Eigentlich ist ein Schiff ein Ort, um zu vergessen. Ein Ort, wo man sich von der klaren, weichen Meeresluft die Seele durchpusten lassen kann, trübe Gedanken über Bord wirft und mit jeder Seemeile mehr und mehr eins wird mit dem allgegenwärtigen Blau des Ozeans, in dem sich alles aufzulösen scheint. All das kann man auf der Queen Elizabeth.
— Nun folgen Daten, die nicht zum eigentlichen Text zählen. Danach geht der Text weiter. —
//! Update history ledger
//!
//! This module provides the durable record of every configuration update
//! attempt: the record types, the status state machine, the criteria query
//! surface, and the [`HistoryStore`] trait with its in-memory implementation.
//! The store is the engine's single source of truth; admission of a new update
//! and the exactly-once finalize transition are both enforced here under one
//! lock so no caller can observe a torn state.

use crate::configuration::Configuration;
use crate::error::UpdateError;
use crate::validate::UpdateKind;
use async_trait::async_trait;
use chrono::{DateTime, Utc};
use serde::{Deserialize, Serialize};
use std::collections::HashMap;
use tokio::sync::RwLock;
use tracing::{debug, warn};
use uuid::Uuid;

/// Lifecycle status of an update record
#[derive(Debug, Clone, Copy, PartialEq, Eq, Serialize, Deserialize)]
pub enum UpdateStatus {
    /// Dispatched to the agent, outcome not yet confirmed
    InProgress,
    /// The agent confirmed the configuration was applied
    Success,
    /// The update failed (agent error, validation error, transport error, or timeout)
    Failure,
}

impl UpdateStatus {
    /// Whether this status is terminal (no further transitions allowed)
    pub fn is_terminal(&self) -> bool {
        !matches!(self, UpdateStatus::InProgress)
    }
}

/// One update attempt against one target: the unit of durable truth
#[derive(Debug, Clone, Serialize, Deserialize)]
pub struct UpdateRecord {
    /// Record id, used as the correlation token for the agent round trip.
    /// Ids are random; creation order comes from `seq`, not from the id.
    pub id: Uuid,
    /// The target this update was applied to
    pub target: String,
    /// Whether this updates the plugin-level or resource-level configuration
    pub kind: UpdateKind,
    /// The configuration being applied; replaced by the agent-confirmed value on success
    pub configuration: Configuration,
    /// Current lifecycle status
    pub status: UpdateStatus,
    /// Error message for failed updates
    pub error: Option<String>,
    /// Principal that requested the update
    pub requested_by: String,
    /// When the record was created
    pub created_at: DateTime<Utc>,
    /// When the record last changed status
    pub modified_at: DateTime<Utc>,
    /// Store-assigned monotonic sequence number establishing creation order
    pub seq: u64,
}

impl UpdateRecord {
    /// How long this update has been running (or ran, once terminal)
    pub fn duration(&self) -> chrono::Duration {
        self.modified_at - self.created_at
    }
}

/// Fields for a record about to be appended; the store assigns id, timestamps,
/// and the sequence number.
#[derive(Debug, Clone)]
pub struct NewRecord {
    pub target: String,
    pub kind: UpdateKind,
    pub configuration: Configuration,
    pub status: UpdateStatus,
    pub requested_by: String,
}

/// Sort order for history queries
#[derive(Debug, Clone, Copy, PartialEq, Eq, Default)]
pub enum SortOrder {
    /// Oldest first
    CreatedAsc,
    /// Newest first
    #[default]
    CreatedDesc,
}

/// Filter and paging criteria for history queries
#[derive(Debug, Clone, Default)]
pub struct HistoryCriteria {
    /// Only records for this target
    pub target: Option<String>,
    /// Only records with this status
    pub status: Option<UpdateStatus>,
    /// Only records created at or after this instant
    pub since: Option<DateTime<Utc>>,
    /// Only records created before this instant
    pub until: Option<DateTime<Utc>>,
    /// Zero-based page number
    pub page: usize,
    /// Page size; 0 means "use the engine default"
    pub page_size: usize,
    /// Sort order by creation time
    pub sort: SortOrder,
}

impl HistoryCriteria {
    /// Criteria matching every record for one target, newest first
    pub fn for_target(target: impl Into<String>) -> Self {
        Self {
            target: Some(target.into()),
            ..Self::default()
        }
    }
}

/// One page of query results
#[derive(Debug, Clone)]
pub struct Page<T> {
    /// Records on this page
    pub items: Vec<T>,
    /// Total records matching the criteria across all pages
    pub total: usize,
    /// Zero-based page number
    pub page: usize,
    /// Page size used for the query
    pub page_size: usize,
}

/// Durable ledger of update attempts
///
/// Implementations must make `append` an atomic check-and-insert: the check
/// for an existing in-progress record and the insertion of the new one happen
/// under a single critical section scoped to the store.
#[async_trait]
pub trait HistoryStore: Send + Sync {
    /// Append a new record, enforcing at most one in-progress record per target
    async fn append(&self, record: NewRecord) -> Result<UpdateRecord, UpdateError>;

    /// Fetch a record by id
    async fn get(&self, id: Uuid) -> Option<UpdateRecord>;

    /// Most recently created record for a target, by creation order
    async fn latest(&self, target: &str) -> Option<UpdateRecord>;

    /// Most recently created record with a terminal status for a target
    async fn latest_terminal(&self, target: &str) -> Option<UpdateRecord>;

    /// Whether the target currently has an in-progress record
    async fn is_in_progress(&self, target: &str) -> bool;

    /// Transition a record out of `InProgress` exactly once.
    ///
    /// `configuration` replaces the stored snapshot when present (the agent
    /// confirmed or annotated value). A second finalize for the same id fails
    /// with [`UpdateError::AlreadyFinalized`] and leaves the record unchanged.
    async fn finalize(
        &self,
        id: Uuid,
        status: UpdateStatus,
        configuration: Option<Configuration>,
        error: Option<String>,
    ) -> Result<UpdateRecord, UpdateError>;

    /// Delete a record.
    ///
    /// Refuses to delete an in-progress record, or the sole record of a
    /// target, unless `force` is set. Deleting an unknown id is logged and
    /// ignored.
    async fn purge(&self, id: Uuid, force: bool) -> Result<(), UpdateError>;

    /// Query records matching the given criteria
    async fn list(&self, criteria: &HistoryCriteria) -> Page<UpdateRecord>;

    /// All in-progress records created before the cutoff (for the sweeper)
    async fn in_progress_older_than(&self, cutoff: DateTime<Utc>) -> Vec<UpdateRecord>;

    /// Number of records stored for a target
    async fn count(&self, target: &str) -> usize;
}

#[derive(Default)]
struct StoreInner {
    records: HashMap<Uuid, UpdateRecord>,
    /// Record ids per target in creation order
    by_target: HashMap<String, Vec<Uuid>>,
    /// Target -> id of its single in-progress record, if any
    in_progress: HashMap<String, Uuid>,
    next_seq: u64,
}

/// In-memory [`HistoryStore`]
///
/// All indexes live behind one `RwLock`, which makes the admission
/// check-and-insert and the finalize compare-and-set naturally atomic. The
/// lock is only ever held for map operations, never across a remote call.
pub struct InMemoryHistoryStore {
    inner: RwLock<StoreInner>,
    /// Fallback page size when a query asks for page_size 0
    default_page_size: usize,
}

impl InMemoryHistoryStore {
    /// Create an empty store
    pub fn new(default_page_size: usize) -> Self {
        Self {
            inner: RwLock::new(StoreInner::default()),
            default_page_size: default_page_size.max(1),
        }
    }
}

#[async_trait]
impl HistoryStore for InMemoryHistoryStore {
    async fn append(&self, record: NewRecord) -> Result<UpdateRecord, UpdateError> {
        let mut inner = self.inner.write().await;

        // Admission check and insert under the same lock: a concurrent append
        // for the same target is guaranteed to observe this one.
        if inner.in_progress.contains_key(&record.target) {
            return Err(UpdateError::UpdateInProgress {
                target: record.target,
            });
        }

        let now = Utc::now();
        inner.next_seq += 1;
        let stored = UpdateRecord {
            id: Uuid::new_v4(),
            target: record.target.clone(),
            kind: record.kind,
            configuration: record.configuration,
            status: record.status,
            error: None,
            requested_by: record.requested_by,
            created_at: now,
            modified_at: now,
            seq: inner.next_seq,
        };

        if stored.status == UpdateStatus::InProgress {
            inner.in_progress.insert(record.target.clone(), stored.id);
        }
        inner
            .by_target
            .entry(record.target)
            .or_default()
            .push(stored.id);
        inner.records.insert(stored.id, stored.clone());

        debug!(
            "Appended {:?} update record [{}] for target [{}]",
            stored.status, stored.id, stored.target
        );
        Ok(stored)
    }

    async fn get(&self, id: Uuid) -> Option<UpdateRecord> {
        self.inner.read().await.records.get(&id).cloned()
    }

    async fn latest(&self, target: &str) -> Option<UpdateRecord> {
        let inner = self.inner.read().await;
        let ids = inner.by_target.get(target)?;
        ids.iter()
            .filter_map(|id| inner.records.get(id))
            .max_by_key(|r| r.seq)
            .cloned()
    }

    async fn latest_terminal(&self, target: &str) -> Option<UpdateRecord> {
        let inner = self.inner.read().await;
        let ids = inner.by_target.get(target)?;
        ids.iter()
            .filter_map(|id| inner.records.get(id))
            .filter(|r| r.status.is_terminal())
            .max_by_key(|r| r.seq)
            .cloned()
    }

    async fn is_in_progress(&self, target: &str) -> bool {
        self.inner.read().await.in_progress.contains_key(target)
    }

    async fn finalize(
        &self,
        id: Uuid,
        status: UpdateStatus,
        configuration: Option<Configuration>,
        error: Option<String>,
    ) -> Result<UpdateRecord, UpdateError> {
        if !status.is_terminal() {
            return Err(UpdateError::InvalidStatus { id });
        }

        let mut inner = self.inner.write().await;
        let record = inner
            .records
            .get(&id)
            .cloned()
            .ok_or(UpdateError::RecordNotFound { id })?;

        if record.status.is_terminal() {
            // Duplicate agent callback or a race with the sweeper. The record
            // stays exactly as the first transition left it.
            warn!(
                "Ignoring finalize of already-finalized record [{}] (stored status {:?}, requested {:?})",
                id, record.status, status
            );
            return Err(UpdateError::AlreadyFinalized { id });
        }

        let mut updated = record;
        updated.status = status;
        updated.error = error;
        updated.modified_at = Utc::now();
        if let Some(configuration) = configuration {
            updated.configuration = configuration;
        }

        inner.in_progress.remove(&updated.target);
        inner.records.insert(id, updated.clone());

        debug!(
            "Finalized update record [{}] for target [{}] to {:?}",
            id, updated.target, updated.status
        );
        Ok(updated)
    }

    async fn purge(&self, id: Uuid, force: bool) -> Result<(), UpdateError> {
        let mut inner = self.inner.write().await;

        let record = match inner.records.get(&id) {
            Some(record) => record.clone(),
            None => {
                debug!("Asked to purge a non-existing update record [{}]", id);
                return Ok(());
            }
        };

        if record.status == UpdateStatus::InProgress && !force {
            return Err(UpdateError::UpdateInProgress {
                target: record.target,
            });
        }

        let remaining = inner
            .by_target
            .get(&record.target)
            .map(|ids| ids.len())
            .unwrap_or(0);
        if remaining <= 1 && !force {
            return Err(UpdateError::RetentionInvariant {
                target: record.target,
            });
        }

        inner.records.remove(&id);
        if let Some(ids) = inner.by_target.get_mut(&record.target) {
            ids.retain(|other| *other != id);
            if ids.is_empty() {
                inner.by_target.remove(&record.target);
            }
        }
        if inner.in_progress.get(&record.target) == Some(&id) {
            inner.in_progress.remove(&record.target);
        }

        debug!(
            "Purged update record [{}] for target [{}]",
            id, record.target
        );
        Ok(())
    }

    async fn list(&self, criteria: &HistoryCriteria) -> Page<UpdateRecord> {
        let inner = self.inner.read().await;

        let mut matches: Vec<UpdateRecord> = inner
            .records
            .values()
            .filter(|r| {
                criteria
                    .target
                    .as_ref()
                    .map_or(true, |target| &r.target == target)
            })
            .filter(|r| criteria.status.map_or(true, |status| r.status == status))
            .filter(|r| criteria.since.map_or(true, |since| r.created_at >= since))
            .filter(|r| criteria.until.map_or(true, |until| r.created_at < until))
            .cloned()
            .collect();

        match criteria.sort {
            SortOrder::CreatedAsc => matches.sort_by_key(|r| r.seq),
            SortOrder::CreatedDesc => matches.sort_by_key(|r| std::cmp::Reverse(r.seq)),
        }

        let page_size = if criteria.page_size == 0 {
            self.default_page_size
        } else {
            criteria.page_size
        };
        let total = matches.len();
        let items = matches
            .into_iter()
            .skip(criteria.page * page_size)
            .take(page_size)
            .collect();

        Page {
            items,
            total,
            page: criteria.page,
            page_size,
        }
    }

    async fn in_progress_older_than(&self, cutoff: DateTime<Utc>) -> Vec<UpdateRecord> {
        let inner = self.inner.read().await;
        inner
            .in_progress
            .values()
            .filter_map(|id| inner.records.get(id))
            .filter(|r| r.created_at < cutoff)
            .cloned()
            .collect()
    }

    async fn count(&self, target: &str) -> usize {
        self.inner
            .read()
            .await
            .by_target
            .get(target)
            .map(|ids| ids.len())
            .unwrap_or(0)
    }
}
Abends auf dem eigenen Balkon den rosa Wolken zusehen, wie sie langsam im Dunkel verschwinden, warmen Wind im Gesicht spüren, Salz auf den Lippen schmecken, sich wegträumen, vergessen.
Doch das Schiff der Cunard-Reederei ist auch, oder vielleicht sogar vor allem, ein Ort, um sich zu erinnern und in eine vergangene Welt einzutauchen. Es ist eine Reminiszenz an die großen Ocean-Liner der 20er und 30er Jahre, in deren Inneren goldene Art-déco-Wendeltreppen die betuchten Gäste in eine Luxusauszeit auf dem Meer geleiteten. Bei der Queen Elizabeth ist das auch Teil der eigenen Geschichte: 1938 wurde das erste Schiff mit diesem Namen getauft, 1967 das zweite. Die erste Königin brannte 1972 im Hafen von Hongkong aus, die zweite soll künftig als Hotelschiff in Dubai dienen.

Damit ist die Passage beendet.